Mississippi River Facts
Have you heard of the Mississippi River?
It’s one of the most famous rivers in the world, and for plenty of interesting reasons.
Read on to find out why!
Where is the Mississippi River?
The Mississippi River is about 2,340 miles (3,766 kilometers) long and flows through ten different states:
That means that the Mississippi River flows through 20% of the continental United States!
The Mississippi River combines with the Missouri River to form the longest river system in North America, and the fourth longest in the entire world.
Where does the Mississippi River start? The river flows from Lake Itasca in Minnesota.
Where does the Mississippi River end? The Mississippi River ends in the Gulf of Mexico.
Why is the Mississippi River important?
For centuries, the Mississippi River has been a very important route (path) for trade and travel.
Today, it is the cheapest way to travel between the Southeast United States.
The Mississippi provides hydroelectric power and water to several states.
Unlike some kinds of electric power, hydroelectric power doesn’t create pollution.
So the Mississippi River gives electricity and water to many people around the United States, all without polluting our planet!
Another reason the Mississippi River is important is that it is used as a drainage system.
Thousands of rivers and streams drain extra water into the Mississippi, which helps prevent flooding and saves lives.
The Mississippi River also contains over 240 different fish species, which is 25% of all the fish species that can be found in North America.
The majority of the United States’ farm-raised catfish come from the Mississippi’s catfish farms.
History of the Mississippi River
The Mississippi played an important part in the lives of many Native American tribes, who used it for trading, farming, and fishing.
The first European to sail on the Mississippi River was Hernando de Soto of Spain in 1541.

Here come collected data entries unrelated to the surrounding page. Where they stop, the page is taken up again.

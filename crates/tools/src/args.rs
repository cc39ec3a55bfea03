//! Argument extraction for tool calls.
//!
//! Models are loose with types: ids arrive as `"12"` as often as `12`, tags as
//! `"a, b"` as often as `["a", "b"]`. These helpers accept both and turn
//! anything else into [`ToolError::InvalidArguments`].

use chrono::{DateTime, Local, NaiveDate, NaiveDateTime, TimeZone, Utc};
use openloop_core::error::{StoreError, ToolError};
use serde_json::Value;
use std::str::FromStr;

fn invalid(message: impl Into<String>) -> ToolError {
    ToolError::InvalidArguments(message.into())
}

/// A non-empty string argument.
pub fn optional_str<'a>(args: &'a Value, key: &str) -> Option<&'a str> {
    args.get(key)
        .and_then(Value::as_str)
        .map(str::trim)
        .filter(|s| !s.is_empty())
}

pub fn required_str<'a>(args: &'a Value, key: &str) -> Result<&'a str, ToolError> {
    optional_str(args, key).ok_or_else(|| invalid(format!("'{key}' is required")))
}

pub fn optional_i64(args: &Value, key: &str) -> Result<Option<i64>, ToolError> {
    match args.get(key) {
        None | Some(Value::Null) => Ok(None),
        Some(Value::Number(n)) => n
            .as_i64()
            .map(Some)
            .ok_or_else(|| invalid(format!("'{key}' must be an integer"))),
        Some(Value::String(s)) if s.trim().is_empty() => Ok(None),
        Some(Value::String(s)) => s
            .trim()
            .parse()
            .map(Some)
            .map_err(|_| invalid(format!("'{key}' must be an integer"))),
        Some(_) => Err(invalid(format!("'{key}' must be an integer"))),
    }
}

pub fn required_i64(args: &Value, key: &str) -> Result<i64, ToolError> {
    optional_i64(args, key)?.ok_or_else(|| invalid(format!("'{key}' is required")))
}

pub fn optional_bool(args: &Value, key: &str) -> Result<Option<bool>, ToolError> {
    match args.get(key) {
        None | Some(Value::Null) => Ok(None),
        Some(Value::Bool(b)) => Ok(Some(*b)),
        Some(Value::String(s)) => match s.trim() {
            "true" => Ok(Some(true)),
            "false" => Ok(Some(false)),
            _ => Err(invalid(format!("'{key}' must be true or false"))),
        },
        Some(_) => Err(invalid(format!("'{key}' must be true or false"))),
    }
}

/// A result limit, defaulted and capped.
pub fn limit(args: &Value, default: usize, max: usize) -> Result<usize, ToolError> {
    match optional_i64(args, "limit")? {
        None => Ok(default),
        Some(n) if n < 1 => Err(invalid("'limit' must be at least 1")),
        Some(n) => Ok((n as usize).min(max)),
    }
}

/// Tags as an array of strings or a comma-separated string.
pub fn optional_tags(args: &Value, key: &str) -> Result<Option<Vec<String>>, ToolError> {
    let tags: Vec<String> = match args.get(key) {
        None | Some(Value::Null) => return Ok(None),
        Some(Value::String(s)) => s.split(',').map(str::to_string).collect(),
        Some(Value::Array(items)) => items
            .iter()
            .map(|v| {
                v.as_str()
                    .map(str::to_string)
                    .ok_or_else(|| invalid(format!("'{key}' must contain only strings")))
            })
            .collect::<Result<_, _>>()?,
        Some(_) => return Err(invalid(format!("'{key}' must be a list of strings"))),
    };

    Ok(Some(
        tags.into_iter()
            .map(|t| t.trim().to_string())
            .filter(|t| !t.is_empty())
            .collect(),
    ))
}

/// One of the store's string enums (status, priority, category).
pub fn optional_enum<T>(args: &Value, key: &str) -> Result<Option<T>, ToolError>
where
    T: FromStr<Err = StoreError>,
{
    optional_str(args, key)
        .map(|s| s.to_lowercase().parse::<T>())
        .transpose()
        .map_err(|e| invalid(e.to_string()))
}

/// A calendar date: `YYYY-MM-DD`, or the date part of a datetime.
pub fn parse_date(text: &str) -> Result<NaiveDate, ToolError> {
    let text = text.trim();
    NaiveDate::parse_from_str(text, "%Y-%m-%d")
        .or_else(|_| parse_datetime(text).map(|at| at.with_timezone(&Local).date_naive()))
        .map_err(|_| invalid(format!("invalid date '{text}', expected YYYY-MM-DD")))
}

pub fn optional_date(args: &Value, key: &str) -> Result<Option<NaiveDate>, ToolError> {
    optional_str(args, key).map(parse_date).transpose()
}

/// A point in time: RFC 3339, or a local `YYYY-MM-DD HH:MM[:SS]` / `YYYY-MM-DD`.
pub fn parse_datetime(text: &str) -> Result<DateTime<Utc>, ToolError> {
    let text = text.trim();
    if let Ok(at) = DateTime::parse_from_rfc3339(text) {
        return Ok(at.with_timezone(&Utc));
    }

    let naive = ["%Y-%m-%d %H:%M", "%Y-%m-%d %H:%M:%S", "%Y-%m-%dT%H:%M", "%Y-%m-%dT%H:%M:%S"]
        .iter()
        .find_map(|fmt| NaiveDateTime::parse_from_str(text, fmt).ok())
        .or_else(|| {
            NaiveDate::parse_from_str(text, "%Y-%m-%d")
                .ok()
                .and_then(|d| d.and_hms_opt(0, 0, 0))
        })
        .ok_or_else(|| {
            invalid(format!(
                "invalid time '{text}', expected RFC 3339 or YYYY-MM-DD HH:MM"
            ))
        })?;

    Local
        .from_local_datetime(&naive)
        .earliest()
        .map(|at| at.with_timezone(&Utc))
        .ok_or_else(|| invalid(format!("'{text}' does not exist in the local time zone")))
}

pub fn optional_datetime(args: &Value, key: &str) -> Result<Option<DateTime<Utc>>, ToolError> {
    optional_str(args, key).map(parse_datetime).transpose()
}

In the 1700s, the state of Louisiana and parts of the Mississippi River were French territory.
After they lost the French and Indian War in in the 1760s, France had to give up some land, and the Mississippi River became an international boundary between Spanish and British territory.
For years, control of the Mississippi River switched back and forth or was shared between several countries as a result of various treaties and wars like the American Revolution.
In 1803, the Louisiana Purchase made the Mississippi River into American territory, and it quickly became a major trade route, meaning many items that were bought and sold were transported along the river.
Fight for control of the Mississippi River was a major part of the Civil War. Both the Union (North) and the Confederacy (South) knew that the Mississippi River was super important for trade and travel.
In the 1920s, water skiing was invented on the Mississippi River.
Have you heard of the famous author Mark Twain? Many of his stories take place on or near the Mississippi River, including the very well-known Adventures of Huckleberry Finn.
If you haven’t read it yet, you’ll probably read it in school one day!
In 2002, a Slovenian swimmer named Martin Strel swam the entire length of the Mississippi in 68 days.
The Mississippi River has flooded several times throughout history, costing lives along with billions of dollars in damage.
Facts about the Mississippi River
The name “Mississippi” means “great river” and comes from the Ojibwa (Chippewa) Native American tribe.
The Missouri River is the only river in the United States that is longer than the Mississippi.
The Mississippi River is known for the large, paddle wheel-propelled steam boats that sail on it.
At its widest point, the Mississippi River is over seven miles (eleven kilometers) wide.
For a drop of water to travel the Mississippi River’s entire length, it takes 90 days. That’s about three months!
326 species of birds, 145 species of amphibians, and 50 species of mammals live in the Mississippi River.
At its deepest point, the Mississippi River is 200 feet deep.
Now you know why the Mississippi River is so famous!
The second longest river in the United States, the historically important Mississippi provides electricity and water to people and a home to hundreds of animal species.
Maybe you can even visit the Mississippi River one day and see for yourself!